Какой же это сон, если, кроме песни, еще так явственно потягивает запахом дыма! И голос не Галин и не Настин, а совсем низкий, как мужской, хотя и женщина поет. Притом совсем близко, рядом.
Будулай сел; еще не поднявшись, раздвинул ветки молодого, но уже густолистого дуба. Вдоль дубовой государственной лесополосы, которая с вечера приютила его, когда он обнаружил в своем мотоцикле небольшую поломку, тянулась грунтовая, хорошо наезженная и почищенная грейдером дорога, а через дорогу, сквозь седловину между двумя буграми, розовел далеко внизу под утренним ранним солнцем Дон, и за ним почти сплошь задернутое сейчас пеленой тумана Задонье, откуда он вечером переправился на пароме. Лишь кое‑где сквозь туман пробивались, расплываясь, еще не всюду погашенные по раннему времени огни левобережных станиц, полевых станов.
И вот в этой‑то седловине, между двумя придонскими буграми, в падинке, стояли три телеги, а посредине них курился дымок. Женщина, сидя у костра на корточках, что‑то ворочала в нем палкой и вполголоса пела знакомую Будулаю цыганскую песню. Разбредшиеся вокруг лошади похрустывали травой.
Она не испугалась, когда Будулай, мягко ступая по траве, остановился у нее за спиной и по‑цыгански сказал:
– Здравствуй.
Она спокойно повернула голову, и он увидел, что у нее лицо уже немолодой женщины, старухи, но глаза еще яркие и взгляд у них острый.
– Здравствуй, рома. – И опять отвернула голову, продолжая ворошить палкой в костре, в котором у нее что‑то пеклось.
– А где же ваши другие люди? – спросил Будулай.
– Там станица, – коротко показала она палкой между буграми по уходившей под гору ложбине, считая излишним объяснять ему то, что он должен был и сам знать как цыган.
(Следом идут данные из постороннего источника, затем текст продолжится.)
#[cfg(test)]
mod tests {
    use super::*;
    use crate::detect::{BoundingBox, RawDetection, ScriptedBackend};
    use crate::ingest::{CaptureSettings, FrameSource, SyntheticConfig, SyntheticSource};
    use std::path::PathBuf;
    use std::sync::atomic::AtomicU64;

    fn person(x: i32) -> RawDetection {
        RawDetection::new("person", 0.9, BoundingBox::new(x, 20, x + 40, 120))
    }

    fn coordinator(backend: ScriptedBackend, config: StreamConfig) -> StreamCoordinator {
        StreamCoordinator::new(DetectionEngine::with_backend(Box::new(backend), 0.5), config)
    }

    fn pipeline(coordinator: &mut StreamCoordinator) -> &mut Pipeline {
        coordinator.pipeline.as_mut().unwrap()
    }

    fn frame(sequence: u64) -> Frame {
        Frame::solid(160, 120, [40, 40, 40], sequence).unwrap()
    }

    #[test]
    fn detection_runs_on_first_and_every_nth_frame() {
        let backend = ScriptedBackend::repeating(vec![person(10)]);
        let calls = backend.call_counter();
        let mut coordinator = coordinator(backend, StreamConfig::default());
        let pipeline = pipeline(&mut coordinator);

        let mut fresh_frames = Vec::new();
        for seq in 1..=9 {
            let update = pipeline.process(&frame(seq), Utc::now()).unwrap();
            if update.fresh {
                fresh_frames.push(seq);
            }
        }
        assert_eq!(fresh_frames, vec![1, 3, 6, 9]);
        assert_eq!(calls.load(Ordering::SeqCst), 4);
        assert_eq!(coordinator.stats().detections_run, 4);
        assert_eq!(coordinator.stats().frames_processed, 9);
    }

    #[test]
    fn cached_results_do_not_append_to_the_log() {
        // One person with no equipment: ratio violations for all three kinds plus
        // the mask fallback.
        let backend = ScriptedBackend::repeating(vec![person(10)]);
        let config = StreamConfig {
            detect_every: 4,
            ..StreamConfig::default()
        };
        let mut coordinator = coordinator(backend, config);
        let pipeline = pipeline(&mut coordinator);
        for seq in 1..=7 {
            let update = pipeline.process(&frame(seq), Utc::now()).unwrap();
            assert_eq!(update.violations.len(), 4);
        }
        // Fresh on frames 1 and 4.
        assert_eq!(coordinator.violation_total(), 8);
        assert_eq!(coordinator.recent_violations(DEFAULT_RECENT_LIMIT).len(), 8);
    }

    #[test]
    fn log_is_bounded_by_capacity() {
        let backend = ScriptedBackend::repeating(vec![person(10)]);
        let config = StreamConfig {
            detect_every: 1,
            log_capacity: 5,
            ..StreamConfig::default()
        };
        let mut coordinator = coordinator(backend, config);
        let pipeline = pipeline(&mut coordinator);
        for seq in 1..=4 {
            pipeline.process(&frame(seq), Utc::now()).unwrap();
        }
        assert_eq!(coordinator.recent_violations(100).len(), 5);
        assert_eq!(coordinator.violation_total(), 16);
        assert_eq!(coordinator.stats().log_length, 5);
    }

    #[test]
    fn detector_failure_reuses_previous_result() {
        let backend = ScriptedBackend::new(vec![vec![person(10), person(80)]]).failing_on([2]);
        let config = StreamConfig {
            detect_every: 1,
            ..StreamConfig::default()
        };
        let mut coordinator = coordinator(backend, config);
        let pipeline = pipeline(&mut coordinator);

        let first = pipeline.process(&frame(1), Utc::now()).unwrap();
        let second = pipeline.process(&frame(2), Utc::now()).unwrap();
        let third = pipeline.process(&frame(3), Utc::now()).unwrap();
        assert!(first.fresh && !second.fresh && third.fresh);
        assert_eq!(second.people_count, 2);
        assert_eq!(second.violations, first.violations);
        let stats = coordinator.stats();
        assert_eq!(stats.detection_failures, 1);
        assert_eq!(stats.frames_processed, 3);
    }

    #[test]
    fn failure_without_cache_publishes_empty_result() {
        let backend = ScriptedBackend::repeating(vec![person(10)]).failing_on([1]);
        let mut coordinator = coordinator(backend, StreamConfig::default());
        let update = pipeline(&mut coordinator)
            .process(&frame(1), Utc::now())
            .unwrap();
        assert!(!update.fresh);
        assert_eq!(update.people_count, 0);
        assert!(update.violations.is_empty());
    }

    struct RecordingCapture {
        saved: Arc<AtomicU64>,
    }

    impl ViolationCapture for RecordingCapture {
        fn save(&mut self, _frame: &Frame, metadata: &CaptureMetadata) -> anyhow::Result<PathBuf> {
            assert!(!metadata.violations.is_empty());
            let n = self.saved.fetch_add(1, Ordering::SeqCst);
            Ok(PathBuf::from(format!("capture-{n}.jpg")))
        }
    }

    #[test]
    fn captures_respect_cooldown() {
        let backend = ScriptedBackend::repeating(vec![person(10)]);
        let config = StreamConfig {
            detect_every: 1,
            capture_cooldown: Duration::from_secs(60),
            ..StreamConfig::default()
        };
        let mut coordinator = coordinator(backend, config);
        let saved = Arc::new(AtomicU64::new(0));
        coordinator
            .set_capture(Box::new(RecordingCapture {
                saved: Arc::clone(&saved),
            }))
            .unwrap();
        let pipeline = pipeline(&mut coordinator);
        for seq in 1..=5 {
            pipeline.process(&frame(seq), Utc::now()).unwrap();
        }
        assert_eq!(saved.load(Ordering::SeqCst), 1);
        assert_eq!(coordinator.stats().captures_saved, 1);
    }

    struct FailingCapture {
        attempts: Arc<AtomicU64>,
    }

    impl ViolationCapture for FailingCapture {
        fn save(&mut self, _frame: &Frame, _metadata: &CaptureMetadata) -> anyhow::Result<PathBuf> {
            self.attempts.fetch_add(1, Ordering::SeqCst);
            Err(anyhow::anyhow!("disk full"))
        }
    }

    #[test]
    fn capture_failures_are_not_fatal() {
        let backend = ScriptedBackend::repeating(vec![person(10)]);
        let config = StreamConfig {
            detect_every: 1,
            capture_cooldown: Duration::ZERO,
            ..StreamConfig::default()
        };
        let mut coordinator = coordinator(backend, config);
        let attempts = Arc::new(AtomicU64::new(0));
        coordinator
            .set_capture(Box::new(FailingCapture {
                attempts: Arc::clone(&attempts),
            }))
            .unwrap();
        let pipeline = pipeline(&mut coordinator);
        for seq in 1..=3 {
            let update = pipeline.process(&frame(seq), Utc::now()).unwrap();
            assert!(update.fresh);
            assert_eq!(update.violations.len(), 4);
        }
        assert_eq!(attempts.load(Ordering::SeqCst), 3);
        let stats = coordinator.stats();
        assert_eq!(stats.captures_saved, 0);
        assert_eq!(stats.frames_processed, 3);
        assert_eq!(coordinator.violation_total(), 12);
    }

    #[test]
    fn fresh_violations_are_logged_even_when_rendering_fails() {
        let backend = ScriptedBackend::repeating(vec![person(10)]);
        let config = StreamConfig {
            detect_every: 1,
            ..StreamConfig::default()
        };
        let mut coordinator = coordinator(backend, config);
        let saved = Arc::new(AtomicU64::new(0));
        coordinator
            .set_capture(Box::new(RecordingCapture {
                saved: Arc::clone(&saved),
            }))
            .unwrap();
        let pipeline = pipeline(&mut coordinator);

        let mut broken = frame(1);
        broken.width += 1;
        assert!(pipeline.process(&broken, Utc::now()).is_none());

        assert_eq!(coordinator.violation_total(), 4);
        assert_eq!(saved.load(Ordering::SeqCst), 0);
        let stats = coordinator.stats();
        assert_eq!(stats.frames_processed, 0);
        assert_eq!(stats.detections_run, 1);
    }

    fn synthetic_source() -> FrameSource {
        let backend = SyntheticSource::new(SyntheticConfig {
            name: "coordinator-test".into(),
            width: 160,
            height: 120,
            fps: 100,
            frame_limit: None,
        });
        let mut source = FrameSource::with_backend(
            CaptureSettings::default(),
            "stub://coordinator-test",
            Box::new(backend),
        );
        source.start().unwrap();
        source
    }

    #[test]
    fn start_and_stop_are_idempotent_and_publish_updates() {
        let mut source = synthetic_source();
        let backend = ScriptedBackend::repeating(vec![person(10)]);
        let mut coordinator = coordinator(backend, StreamConfig::default());
        let (subscriber, updates) = ChannelSubscriber::bounded("test", 64);
        coordinator.add_subscriber(Box::new(subscriber));

        coordinator.start(source.tap()).unwrap();
        coordinator.start(source.tap()).unwrap();
        assert!(coordinator.is_running());

        let update = updates.recv_timeout(Duration::from_secs(5)).unwrap();
        assert_eq!(&update.frame[..2], &[0xFF, 0xD8]);
        assert_eq!(update.people_count, 1);

        coordinator.stop();
        coordinator.stop();
        assert!(!coordinator.is_running());
        assert!(coordinator.stats().frames_processed >= 1);
        source.stop();

        // The pipeline survives a stop and can run again.
        let mut source = synthetic_source();
        coordinator.start(source.tap()).unwrap();
        coordinator.stop();
        source.stop();
    }

    #[test]
    fn set_capture_is_rejected_while_running() {
        let mut source = synthetic_source();
        let mut coordinator =
            coordinator(ScriptedBackend::new(Vec::new()), StreamConfig::default());
        coordinator.start(source.tap()).unwrap();
        let result = coordinator.set_capture(Box::new(RecordingCapture {
            saved: Arc::new(AtomicU64::new(0)),
        }));
        assert!(matches!(result, Err(MonitorError::AlreadyRunning(_))));
        coordinator.stop();
        source.stop();
    }
}
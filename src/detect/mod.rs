//! Detection: opaque detector backends, label categorization, thresholds and
//! violation inference.

mod backend;
pub mod backends;
pub mod category;
mod engine;
mod result;
pub mod yolo;

pub use backend::DetectorBackend;
pub use backends::{FallbackBackend, ScriptedBackend};
pub use category::{categorize, required_confidence, Category};
pub use engine::{
    classify, infer_violations, DetectionEngine, ModelDescriptor, DEFAULT_PPE_CLASSES, RATIO_SLACK,
};
pub use result::{
    BoundingBox, Detection, DetectionResult, EquipmentKind, EquipmentTally, RawDetection, Severity,
    Violation, ViolationKind,
};
#![cfg(feature = "backend-tract")]

use std::path::Path;

use anyhow::{anyhow, Context, Result};
use image::imageops::FilterType;
use image::RgbImage;
use tract_onnx::prelude::*;

use crate::detect::backend::DetectorBackend;
use crate::detect::result::RawDetection;
use crate::detect::yolo;

/// Tract-based backend for YOLOv8 ONNX detection models.
///
/// Frames are resized to the square model input, normalized to `0..1`, and the
/// `[1, 4 + C, A]` head is decoded with per-class NMS.
pub struct TractBackend {
    model: SimplePlan<TypedFact, Box<dyn TypedOp>>,
    input_size: u32,
    class_names: Vec<String>,
    iou_threshold: f32,
}

impl TractBackend {
    /// Load an ONNX model from disk and prepare it for inference.
    pub fn new<P: AsRef<Path>>(
        model_path: P,
        input_size: u32,
        class_names: Vec<String>,
        iou_threshold: f32,
    ) -> Result<Self> {
        let model_path = model_path.as_ref();
        let side = input_size as usize;
        let model = tract_onnx::onnx()
            .model_for_path(model_path)
            .with_context(|| format!("failed to load ONNX model from {}", model_path.display()))?
            .with_input_fact(0, f32::fact([1, 3, side, side]).into())
            .context("failed to set input fact")?
            .into_optimized()
            .context("failed to optimize ONNX model")?
            .into_runnable()
            .context("failed to build runnable ONNX model")?;

        log::info!(
            "TractBackend: loaded {} ({} classes, input {}x{})",
            model_path.display(),
            class_names.len(),
            input_size,
            input_size
        );

        Ok(Self {
            model,
            input_size,
            class_names,
            iou_threshold,
        })
    }

    fn build_input(&self, pixels: &[u8], width: u32, height: u32) -> Result<Tensor> {
        let frame = RgbImage::from_raw(width, height, pixels.to_vec())
            .ok_or_else(|| anyhow!("pixel buffer does not match {width}x{height}"))?;
        let resized = image::imageops::resize(
            &frame,
            self.input_size,
            self.input_size,
            FilterType::Triangle,
        );
        let side = self.input_size as usize;
        let input = tract_ndarray::Array4::from_shape_fn((1, 3, side, side), |(_, c, y, x)| {
            f32::from(resized.get_pixel(x as u32, y as u32)[c]) / 255.0
        });
        Ok(input.into_tensor())
    }
}

impl DetectorBackend for TractBackend {
    fn name(&self) -> &'static str {
        "tract"
    }

    fn class_names(&self) -> Vec<String> {
        self.class_names.clone()
    }

    fn detect(
        &mut self,
        pixels: &[u8],
        width: u32,
        height: u32,
        confidence_floor: f32,
    ) -> Result<Vec<RawDetection>> {
        let input = self.build_input(pixels, width, height)?;
        let outputs = self
            .model
            .run(tvec!(input.into()))
            .context("ONNX inference failed")?;
        let output = outputs
            .first()
            .ok_or_else(|| anyhow!("model produced no outputs"))?;
        let view = output
            .to_array_view::<f32>()
            .context("model output tensor was not f32")?;
        let flat: Vec<f32> = view.iter().copied().collect();

        let scale = (
            width as f32 / self.input_size as f32,
            height as f32 / self.input_size as f32,
        );
        let candidates = yolo::decode(&flat, self.class_names.len(), scale, confidence_floor)?;
        let kept = yolo::non_max_suppression(candidates, self.iou_threshold);
        Ok(yolo::to_raw_detections(&kept, &self.class_names, (width, height)))
    }

    fn warm_up(&mut self) -> Result<()> {
        let side = self.input_size;
        let blank = vec![0u8; (side * side * 3) as usize];
        self.detect(&blank, side, side, 1.0).map(|_| ())
    }
}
И он больше ничего не спросил у нее, тоже присев против нее на корточки у костра. Выкатив из костра палкой печеное яйцо, она подкатила его Будулаю:
– Бери.
Он не стал отказываться, так как заметил, что в золе костра еще пекутся яйца, и, прежде чем очистить яйцо, стал перекатывать его, раскаленное, из ладони в ладонь.
– А ты положи его в траву. Роса.
И правда, в смоченной росой траве яйцо сразу же остыло, и когда он стал очищать его, корка сама отделилась. Цыганка молча протянула ему ломоть хлеба с насыпанной на него кучкой соли и, выкатив из костра другое яйцо, для себя, продолжала, хотя он ничего больше не спрашивал у нее:
– Но все равно они опять вернутся оттуда с пустыми руками. Не послушались меня.
Если бы он полюбопытствовал у нее, в чем же именно не послушались ее те, которые спустились в станицу, она бы, возможно, не стала больше откровенничать с ним, незнакомым ей цыганом. Но он, надкусывая яйцо вместе с ломтем хлеба, лишь взглянул на нее и этим, видимо, больше всего и внушил ей доверие.
– Я им говорила, что по задонским глухим хуторам можно скорее мел променять, но они же теперь старых и слушать не хотят. И моего тоже сбили. – Отвечая на молчаливый вопрос в глазах у Будулая, пояснила: – Мы по‑за Шахтами из‑под Белой горы кирками мел вырубаем, мелем его и меняем по три блюдца за блюдце муки и по две цебарки за цебарку картошки. А если деньгами, то можно иногда за бричку мела и двадцать рублей наторговать. Но на этом берегу мы за два дня и полбрички еще не успели расторговать. – И, кивнув на подводы с мешками, туго набитыми чем‑то белым, добавила: – Тут из‑под придонских круч они привыкли сами какую угодно глину добывать: и желтую, и красную, и мел. А там, по‑за Доном, глушь, там могут и за блюдце мела блюдце пшеничной муки дать.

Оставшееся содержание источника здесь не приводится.